Al discutir sobre la cuestión del respeto y la convivencia últimamente solemos enredar dos niveles que tienen su particularidad propia: el de la acción y el del pensamiento. En el primero se ubican la ofensa, la agresión, la desigualdad de oportunidades, la segregación y miles de actos similares. Es claro que todo esto es inadmisible en una república democrática, y que cualquier conducta en esta línea debería ser censurada e incluso penada cuando corresponda. Más aun, todo cristiano coherente debería denunciar y combatir estos actos de violencia con el mismo celo con el que se enfrenta a cualquier situación que genere sufrimiento en el prójimo.
En el plano de la acción, esto está muy claro. Pero ¿qué ocurre en el nivel de lo que cada uno piensa o cree en su fuero íntimo? Sobre la homosexualidad, por ejemplo, hay personas que siguen pensando que es algo desordenado o antinatural. Algunos llegan a utilizar la palabra patológico, o, sin saber mucho cómo catalogarlo a nivel técnico opinan sencillamente que es algo “que está mal”. Otros, generando menos polémica, dicen que no es una opción que nos conduzca por el camino que Dios quiere para nosotros.
La pregunta aquí es: ¿tiene alguien derecho a pensar lo que quiera (o pueda) sobre un asunto así de controversial? Incluso en el error, ¿debemos o no tener esa libertad? A nadie le gusta encontrarse con una persona que piensa que su condición es patológica, cuando uno está convencido de que lo suyo es algo completamente sano y natural. Pero, ¿hace esto de por sí censurable a la persona que lo piensa? ¿Se puede decir que ese pensamiento, sin que sea traducido de ninguna manera a la acción, constituye de por sí un acto de violencia?

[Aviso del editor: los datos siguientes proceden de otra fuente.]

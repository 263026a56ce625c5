// src/tree/distances.rs

use ndarray::Array2;

use super::Tree;

/// Path length between every pair of nodes.
///
/// Built row by row in preorder: for an edge `p -> c` of length `l`, node `c`
/// is `l` closer than `p` to everything in its own subtree and `l` further
/// from everything else.
pub fn node_distance_matrix(tree: &Tree) -> Array2<f64> {
    let n = tree.node_count();
    let mut d = Array2::<f64>::zeros((n, n));
    if n == 0 {
        return d;
    }

    for e in tree.edges() {
        d[(0, e.secondary)] = d[(0, e.primary)] + e.branch_length;
    }

    for e in tree.edges() {
        let (p, c, l) = (e.primary, e.secondary, e.branch_length);
        let lo = c;
        let hi = c + tree.subtree_size(c);
        for j in 0..n {
            let base = d[(p, j)];
            d[(c, j)] = if j >= lo && j < hi { base - l } else { base + l };
        }
        d[(c, c)] = 0.0;
    }
    d
}

/// Entry `(i, j)` is `1` if `j` lies below `i`, `-1` if reaching `j` from `i`
/// starts towards the root, `0` on the diagonal.
pub fn node_root_direction_matrix(tree: &Tree) -> Array2<i8> {
    let n = tree.node_count();
    Array2::from_shape_fn((n, n), |(i, j)| {
        if i == j {
            0
        } else if tree.in_subtree(i, j) {
            1
        } else {
            -1
        }
    })
}

#[cfg(test)]
mod tests {
    use super::*;
    use crate::tree::parse_newick;

    // R -> X (1) -> A (2), X -> B (3), R -> C (4)
    const T: &str = "((A:2,B:3)X:1,C:4)R;";

    #[test]
    fn distances_match_hand_computed_paths() {
        let t = parse_newick(T).unwrap();
        let d = node_distance_matrix(&t);
        // preorder: R=0, X=1, A=2, B=3, C=4
        let expect = [
            [0.0, 1.0, 3.0, 4.0, 4.0],
            [1.0, 0.0, 2.0, 3.0, 5.0],
            [3.0, 2.0, 0.0, 5.0, 7.0],
            [4.0, 3.0, 5.0, 0.0, 8.0],
            [4.0, 5.0, 7.0, 8.0, 0.0],
        ];
        for i in 0..5 {
            for j in 0..5 {
                assert!(
                    (d[(i, j)] - expect[i][j]).abs() < 1e-12,
                    "d[{i},{j}] = {}",
                    d[(i, j)]
                );
            }
        }
    }

    #[test]
    fn root_direction_signs() {
        let t = parse_newick(T).unwrap();
        let s = node_root_direction_matrix(&t);
        assert_eq!(s[(0, 0)], 0);
        assert_eq!(s[(0, 3)], 1);
        assert_eq!(s[(1, 2)], 1);
        assert_eq!(s[(1, 0)], -1);
        assert_eq!(s[(1, 4)], -1);
        assert_eq!(s[(2, 3)], -1);
    }
}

¿Cuál sería la respuesta democrática y republicana este dilema? ¿Qué deberíamos pretender de la convivencia ciudadana, promovida y garantizada por el Estado?: ¿que se logre unificar lo más posible a la población detrás de la concepción más deseable?, ¿o que se pueda gestionar adecuadamente el disenso y vivamos en el respeto mutuo a pesar de la diversidad de nuestras ideas, incluso cuando éstas colisionen de la forma más cruda y absoluta?
Lo bueno, lo malo y el Estado
Para tratar de alinear a la población detrás de lo que es bueno, primeo habría que sortear el escollo de cómo resolver qué formas de pensar son deseables y cuáles no a nivel oficial, y quién tiene la autoridad para definirlo. A nivel histórico los consensos sociales han estado siempre en continua transformación, sin importar el tema del que se trate. Así como hay cosas que en el pasado fueron promovidas y aceptadas por todos y hoy nos resultan escandalizantes, otras que supieron ser aborrecidas unánimemente, hoy se aplauden. Y así seguirá ocurriendo. Algunos más optimistas vislumbrarán en ello un camino de “progreso” o “evolución” –incluso desde argumentos teológicos–, mientras otros verán un recorrido más azaroso y menos lineal, o incluso de decadencia.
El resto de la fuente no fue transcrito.